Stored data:
──────────────────────────────
pub mod models;

use std::cell::RefCell;
use std::rc::Rc;

use gloo_timers::callback::Timeout;
use wasm_bindgen::closure::Closure;
use wasm_bindgen::{JsCast, JsValue};
use web_sys::{js_sys, Element, IntersectionObserver, IntersectionObserverEntry, IntersectionObserverInit};

use crate::utils::dom;
use models::RevealTracker;

pub const ANIMATE_SELECTOR: &str = "[data-animate]";
pub const REVEALED_CLASS: &str = "animated";

#[derive(Clone, Copy, Debug, PartialEq)]
pub struct RevealOptions {
    pub delay_step_ms: u32,
    pub threshold: f64,
}

/// Keeps the observer alive; dropping it stops observing.
pub struct RevealHandle {
    observer: Option<IntersectionObserver>,
    _callback: Option<Closure<dyn FnMut(js_sys::Array, IntersectionObserver)>>,
}

impl Drop for RevealHandle {
    fn drop(&mut self) {
        if let Some(observer) = &self.observer {
            observer.disconnect();
        }
    }
}

fn marked_elements(root: &Element) -> Vec<Element> {
    let Ok(list) = root.query_selector_all(ANIMATE_SELECTOR) else {
        return Vec::new();
    };
    (0..list.length())
        .filter_map(|i| list.item(i))
        .filter_map(|node| node.dyn_into::<Element>().ok())
        .collect()
}

fn show(element: &Element) {
    if let Err(e) = element.class_list().add_1(REVEALED_CLASS) {
        log::warn!("Failed to reveal element: {:?}", e);
    }
}

/// Maps observer hits back to element positions by identity, in hit order.
/// Hits on elements this pass does not own are skipped.
fn batch_indices<E, T>(elements: &[E], hits: &[T], same: impl Fn(&E, &T) -> bool) -> Vec<usize> {
    hits.iter()
        .filter_map(|hit| elements.iter().position(|el| same(el, hit)))
        .collect()
}

/// Starts revealing every `[data-animate]` element under `root`.
pub fn attach(root: &Element, options: RevealOptions) -> RevealHandle {
    let elements = marked_elements(root);
    let tracker = Rc::new(RefCell::new(RevealTracker::new(elements.len(), options.delay_step_ms)));

    let idle = RevealHandle {
        observer: None,
        _callback: None,
    };
    if elements.is_empty() {
        return idle;
    }

    if !dom::supports_intersection_observer() || dom::prefers_reduced_motion() {
        for index in tracker.borrow_mut().reveal_all() {
            show(&elements[index]);
        }
        return idle;
    }

    let callback = {
        let tracker = tracker.clone();
        let elements = elements.clone();
        Closure::<dyn FnMut(js_sys::Array, IntersectionObserver)>::new(
            move |entries: js_sys::Array, observer: IntersectionObserver| {
                let mut hits = Vec::new();
                for entry in entries.iter() {
                    let Ok(entry) = entry.dyn_into::<IntersectionObserverEntry>() else {
                        continue;
                    };
                    if !entry.is_intersecting() {
                        continue;
                    }
                    let target = entry.target();
                    observer.unobserve(&target);
                    hits.push(target);
                }
                let batch = batch_indices(&elements, &hits, |el, hit| {
                    el.is_same_node(Some(hit.as_ref()))
                });

                for reveal in tracker.borrow_mut().schedule(&batch) {
                    let tracker = tracker.clone();
                    let element = elements[reveal.index].clone();
                    Timeout::new(reveal.delay_ms, move || {
                        if tracker.borrow_mut().mark_revealed(reveal.index) {
                            show(&element);
                        }
                    })
                    .forget();
                }
            },
        )
    };

    let init = IntersectionObserverInit::new();
    init.set_root_margin("0px");
    init.set_threshold(&JsValue::from_f64(options.threshold));

    match IntersectionObserver::new_with_options(callback.as_ref().unchecked_ref(), &init) {
        Ok(observer) => {
            for element in &elements {
                observer.observe(element);
            }
            RevealHandle {
                observer: Some(observer),
                _callback: Some(callback),
            }
        }
        Err(e) => {
            log::error!("IntersectionObserver unavailable, revealing all: {:?}", e);
            for index in tracker.borrow_mut().reveal_all() {
                show(&elements[index]);
            }
            idle
        }
    }
}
──────────────────────────────
» Problem to solve: Retype only the lines above between the line with "let idle = RevealHandle" and the line with "let elements = elements.clone();", counting those two lines as well, and keep every character as it is.

» Answer space:
    let idle = RevealHandle {
        observer: None,
        _callback: None,
    };
    if elements.is_empty() {
        return idle;
    }

    if !dom::supports_intersection_observer() || dom::prefers_reduced_motion() {
        for index in tracker.borrow_mut().reveal_all() {
            show(&elements[index]);
        }
        return idle;
    }

    let callback = {
        let tracker = tracker.clone();
        let elements = elements.clone();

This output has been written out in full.